Fatal: Eine gute Immunabwehr kann Multiple Sklerose fördern
Fitte T-Lymphozyten sind in der Regel ein Segen, denn sie steuern die Immunabwehr. Manchmal sind sie freilich kontraproduktiv, wie Zürcher Forscher jetzt zeigen: Eine Gruppe, die das Epstein-Barr-Virus bekämpft, greift auch das Hirn an und löst Multiple Sklerose aus.
Das Wichtigste in Kürze
- Im Fokus steht dabei die Genvariation HLA-DR15, die ein Viertel der gesunden Bevölkerung in sich trägt.
«Seit fast fünfzig Jahren ist bekannt, dass eine Genvariation namens HLA-DR15 stark mit Multipler Sklerose (MS) assoziiert ist; sie ist für bis zu 60 Prozent des genetischen Risikos verantwortlich», schreibt die Uni Zürich (UZH) in einer Mitteilung vom Donnerstag.
Was aber triggert diese Genvariation so, dass sie destruktiv wird?

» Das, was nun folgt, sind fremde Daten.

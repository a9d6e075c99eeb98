//! Error types for digi-core
//!
//! Formatting of kinds, auris and mounts is total; errors only arise when
//! parsing addresses back, reading mounts out of model documents, or
//! wiring schemes and controllers together at start-up.

use thiserror::Error;

/// Unified error type for the crate
#[derive(Error, Debug)]
pub enum Error {
    // =========================================================================
    // Internal Errors
    // =========================================================================
    #[error("Configuration error: {0}")]
    Configuration(String),

    // =========================================================================
    // Addressing Errors
    // =========================================================================
    #[error("Invalid auri {input:?}: {reason}")]
    AuriParse { input: String, reason: String },

    #[error("Invalid group/version/resource {input:?}: {reason}")]
    GvrParse { input: String, reason: String },

    #[error("Invalid mount at {path}: {reason}")]
    MountParse { path: String, reason: String },

    // =========================================================================
    // Registration Errors
    // =========================================================================
    #[error("Kind not registered in scheme: {kind}")]
    KindNotRegistered { kind: String },

    #[error("Controller already registered: {name}")]
    ControllerExists { name: String },

    // =========================================================================
    // Serialization Errors
    // =========================================================================
    #[error("JSON parse error: {0}")]
    JsonParse(#[from] serde_json::Error),

    #[error("YAML serialize error: {0}")]
    YamlSerialize(#[from] serde_yaml::Error),
}

/// Result type alias for digi-core
pub type Result<T> = std::result::Result<T, Error>;

#[cfg(test)]
mod tests {
    use super::*;

    #[test]
    fn test_error_display() {
        let err = Error::KindNotRegistered {
            kind: "digi.dev/v1/Lamp".into(),
        };
        assert_eq!(err.to_string(), "Kind not registered in scheme: digi.dev/v1/Lamp");

        let err = Error::AuriParse {
            input: "lamps".into(),
            reason: "expected 5 segments".into(),
        };
        assert_eq!(err.to_string(), "Invalid auri \"lamps\": expected 5 segments");
    }
}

Das fragte sich eine internationale, interdisziplinäre Forschergruppe unter der Führung von UZH-Professor Roland Martin, Leiter der Abteilung Neuroimmunologie und MS Forschung am Universitätsspital Zürich.
«Wenn sich die Träger dieses häufigen Gens zusätzlich mit dem Epstein-Barr-Virus infizieren und eine symptomatische Infektion, das sogenannte Pfeiffer’sche Drüsenfieber, durchmachen, steigt das Risiko für MS noch einmal um das 15-fache», schreibt Martin.
Es ist eine besondere Stärke, welche die Immunzellen von Menschen mit HLA-DR15 aufweisen, die sie zugleich gefährlich macht: Sie können bestimmte Mikroben wie das Epstein-Barr-Virus sehr effektiv erkennen - doch diese Fitness kann auch eine unerwünschte Immunreaktion gegen das Hirngewebe mit sich bringen.
Die Genprodukte von HLA-DR15 bringen T-Lymphozyten bei, fremde Eiweisse von körpereigenem Gewebe zu unterscheiden. Dieses individuelle Training findet zunächst im Thymus und danach im Blut statt. Im Blut lernen sie zusätzlich, Bruchstücke des Epstein-Barr-Virus zu erkennen, wenn der Träger sich hiermit infiziert. Im Gegensatz zu den HLA-DR15-Bruchstücken wirken die Bruchstücke des Virus sehr viel stärker aktivierend.
Dies führt dazu, dass die T-Lymphozyten nicht nur virusinfizierte Zellen in Schach halten, sondern auch in das Gehirn einwandern und dort mit körpereigenen Eiweissen, die bei MS eine Autoimmunreaktion auslösen, reagieren können.